Недавно снова побывал в Греции, и как будто угасшее желание вспыхнуло с новой силой. 

         Этот край любят все. Известно за что. Горячее солнце, голубое небо, изумрудно-бирюзовое море, прибой в белой пене, смех чаек, огненные закаты, волнующиеся горы и гордые столбы скал, терпкие ароматы, яркие и чистые краски, свобода и нега непроизвольно, но изящно сложенного быта с вкраплениями забытого прошлого…  Все это сплелось в один многоцветный пучок в пока еще, к счастью, не слишком модернизированной Греции. И есть в ней места, где концентрация этих чудес достигает запредельной плотности уже недоступной человеческому пониманию: старый город Керкиры на Корфу, Кефалония, крепость в Иании (пишу, как произносят греки, без буквы «о»), Анаполи (верхний город) в Салониках, турецкий квартал в Кавале… В облике и жизни этих мест словно воплотилась интуиция первозданного хаоса, который незаметно преломляется в рукотворный хаос досконально и любовно обжитого места; места, предоставленного самому себе за пределами украшательства и стиля, всех достижений разума и цивилизации.

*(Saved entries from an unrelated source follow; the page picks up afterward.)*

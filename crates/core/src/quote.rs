//! Per-exchange price maps and the merged symbol book.

use crate::{ExchangeId, Symbol};
use serde::{Deserialize, Serialize};
use std::collections::HashMap;

/// A single observed price, produced by one fetch and consumed by the merge.
#[derive(Debug, Clone, PartialEq, Serialize, Deserialize)]
pub struct ExchangeQuote {
    pub exchange: ExchangeId,
    pub symbol: Symbol,
    pub price: f64,
}

/// One exchange's decoded tickers: normalized symbol -> last price.
pub type PriceMap = HashMap<Symbol, f64>;

/// All observed quotes for a query cycle, keyed by normalized symbol.
///
/// Built fresh for every query and discarded after ranking; nothing here
/// outlives a single request/response cycle.
#[derive(Debug, Default, Clone)]
pub struct SymbolBook {
    entries: HashMap<Symbol, Vec<(ExchangeId, f64)>>,
}

impl SymbolBook {
    pub fn new() -> Self {
        Self::default()
    }

    /// Record a single observed quote.
    pub fn insert(&mut self, quote: ExchangeQuote) {
        self.entries
            .entry(quote.symbol)
            .or_default()
            .push((quote.exchange, quote.price));
    }

    /// Merge one exchange's price map into the book.
    pub fn extend_from(&mut self, exchange: ExchangeId, prices: PriceMap) {
        for (symbol, price) in prices {
            self.insert(ExchangeQuote {
                exchange,
                symbol,
                price,
            });
        }
    }

    /// Build a book from a full collection cycle.
    pub fn from_cycle(cycle: HashMap<ExchangeId, PriceMap>) -> Self {
        let mut book = Self::new();
        for (exchange, prices) in cycle {
            book.extend_from(exchange, prices);
        }
        book
    }

    pub fn quotes(&self, symbol: &Symbol) -> Option<&[(ExchangeId, f64)]> {
        self.entries.get(symbol).map(|v| v.as_slice())
    }

    pub fn iter(&self) -> impl Iterator<Item = (&Symbol, &[(ExchangeId, f64)])> {
        self.entries.iter().map(|(s, q)| (s, q.as_slice()))
    }

    pub fn len(&self) -> usize {
        self.entries.len()
    }

    pub fn is_empty(&self) -> bool {
        self.entries.is_empty()
    }
}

         Этот запредельный сплав воображения и естества прекрасен полным отсутствием показухи и нарциссизма. Здесь внутреннее, вывернутое наружу, становится не представлением, а приглашением к сочувствию и дружбе. Гостиные служат прихожимыми, где пьют кофе, дома завешены гирляндами цветов, а улицы — веревками с сохнущим бельем.  Лабиринт узких улочек выдает с наивной фамильярностью чувство интимного сродства его обитателей. Дома никогда не повторяют друг друга, каждый из них и каждая деталь в этом непостижимом собрании людей, камней, оград, растений, в этом экстравагантном сцеплении фрагментов очень разных эпох и культур — как новое открытие жизни. Вот когда понимаешь, что жизнь и вправду мировая реальность и что она — поток, где есть только единичное, особенное, исключительное. Этот поток порой застревает и закручивается в собственных провалах, превращаясь в памятники древности и… вечности. Средиземноморье, эту «колыбель цивилизации», невозможно представить без рассеянных всюду образов всегда чуждой, выпавшей из времени, но странно живой,  вызывающе живой старины. Но, поистине, там, где ничто ничего не выражает, нет ничего более родного и близкого, чем неведомое и эксцентричное. По крайней мере, это наилучшим образом соответствует мечте о вездесущей исключительности, которой живет это море земли.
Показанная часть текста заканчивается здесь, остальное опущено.